Fluorometric assay based on the in situ formation of silicon nanoparticles for the determination of β-glucuronidase.

As a prodrug-converting enzyme, β-glucuronidase (β-GCase) is a lysosomal enzyme participating in the release of glucose from glucopyranosyl glycoside. In this work, for the first time, we have developed an analytical method exhibiting fluorometric signals for straightforward determination of β-GCase using silicon nanoparticles (Si NPs). Via hydrothermal treatment, in the water bath of 70 °C for 50 min, dopamine (DA) reacts with (3-[2-(2-aminoethylamino) ethylamino] propyltrimethoxysilane) (AEEA) to produce green fluorescent Si NPs.
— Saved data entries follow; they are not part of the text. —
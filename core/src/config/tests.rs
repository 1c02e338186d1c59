use super::*;
use tempfile::TempDir;

mod load {
    use super::*;

    #[test]
    fn test_load_missing_file_returns_default() {
        let temp = TempDir::new().unwrap();
        let path = TypeaheadConfig::path(temp.path());

        let config = TypeaheadConfig::load(&path).unwrap();

        assert_eq!(config, TypeaheadConfig::default());
    }

    #[test]
    fn test_load_partial_file_fills_defaults() {
        let temp = TempDir::new().unwrap();
        let path = TypeaheadConfig::path(temp.path());
        std::fs::write(&path, "debounce_ms = 120\nrequest_timeout_ms = 5000\n").unwrap();

        let config = TypeaheadConfig::load(&path).unwrap();

        assert_eq!(config.debounce(), Duration::from_millis(120));
        assert_eq!(config.request_timeout(), Some(Duration::from_secs(5)));
        assert_eq!(config.min_query_len, 1);
        assert_eq!(config.max_results, 50);
    }

    #[test]
    fn test_load_rejects_malformed_toml() {
        let temp = TempDir::new().unwrap();
        let path = TypeaheadConfig::path(temp.path());
        std::fs::write(&path, "debounce_ms = \"soon\"").unwrap();

        let err = TypeaheadConfig::load(&path).unwrap_err();

        assert!(matches!(err, ConfigError::Parse(_)));
    }
}

mod save {
    use super::*;

    #[test]
    fn test_save_then_load_preserves_values() {
        let temp = TempDir::new().unwrap();
        let path = TypeaheadConfig::path(temp.path());
        let config = TypeaheadConfig {
            debounce_ms: 80,
            min_query_len: 2,
            max_results: 10,
            request_timeout_ms: Some(2500),
        };

        config.save(&path).unwrap();
        let loaded = TypeaheadConfig::load(&path).unwrap();

        assert_eq!(loaded, config);
    }

    #[test]
    fn test_save_omits_unset_timeout() {
        let temp = TempDir::new().unwrap();
        let path = TypeaheadConfig::path(temp.path());

        TypeaheadConfig::default().save(&path).unwrap();
        let content = std::fs::read_to_string(&path).unwrap();

        assert!(!content.contains("request_timeout_ms"));
    }
}

mod validate {
    use super::*;

    #[test]
    fn test_default_is_valid() {
        assert!(TypeaheadConfig::default().validate().is_empty());
    }

    #[test]
    fn test_zero_values_are_reported() {
        let config = TypeaheadConfig {
            debounce_ms: 0,
            min_query_len: 0,
            max_results: 0,
            request_timeout_ms: Some(0),
        };

        let errors = config.validate();

        assert_eq!(errors.len(), 3);
    }

    #[test]
    fn test_with_defaults_for_invalid_repairs_values() {
        let config = TypeaheadConfig {
            debounce_ms: 0,
            min_query_len: 0,
            max_results: 0,
            request_timeout_ms: Some(0),
        };

        let repaired = config.with_defaults_for_invalid();

        assert!(repaired.validate().is_empty());
        assert_eq!(repaired.debounce_ms, 0);
        assert_eq!(repaired.min_query_len, 1);
        assert_eq!(repaired.max_results, 50);
        assert_eq!(repaired.request_timeout_ms, None);
    }
}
Enlightened by such easy reaction and β-GCase-triggered specific hydrolysis of dopamine-4-β-D-glucuronide (DA-GCU) into DA, we have designed an analytical method for β-GCase sensing through the production of Si NPs. Therefore, through the designed sensing platform, β-GCase activity was monitored, and the limit of detection (LOD) for this study was 0.02 U/L. Furthermore, the feasibility of the method was assessed by measuring β-GCase activity in human serum where recoveries and RSD were in the ranges 99-104% and 1.37-3.44, respectively.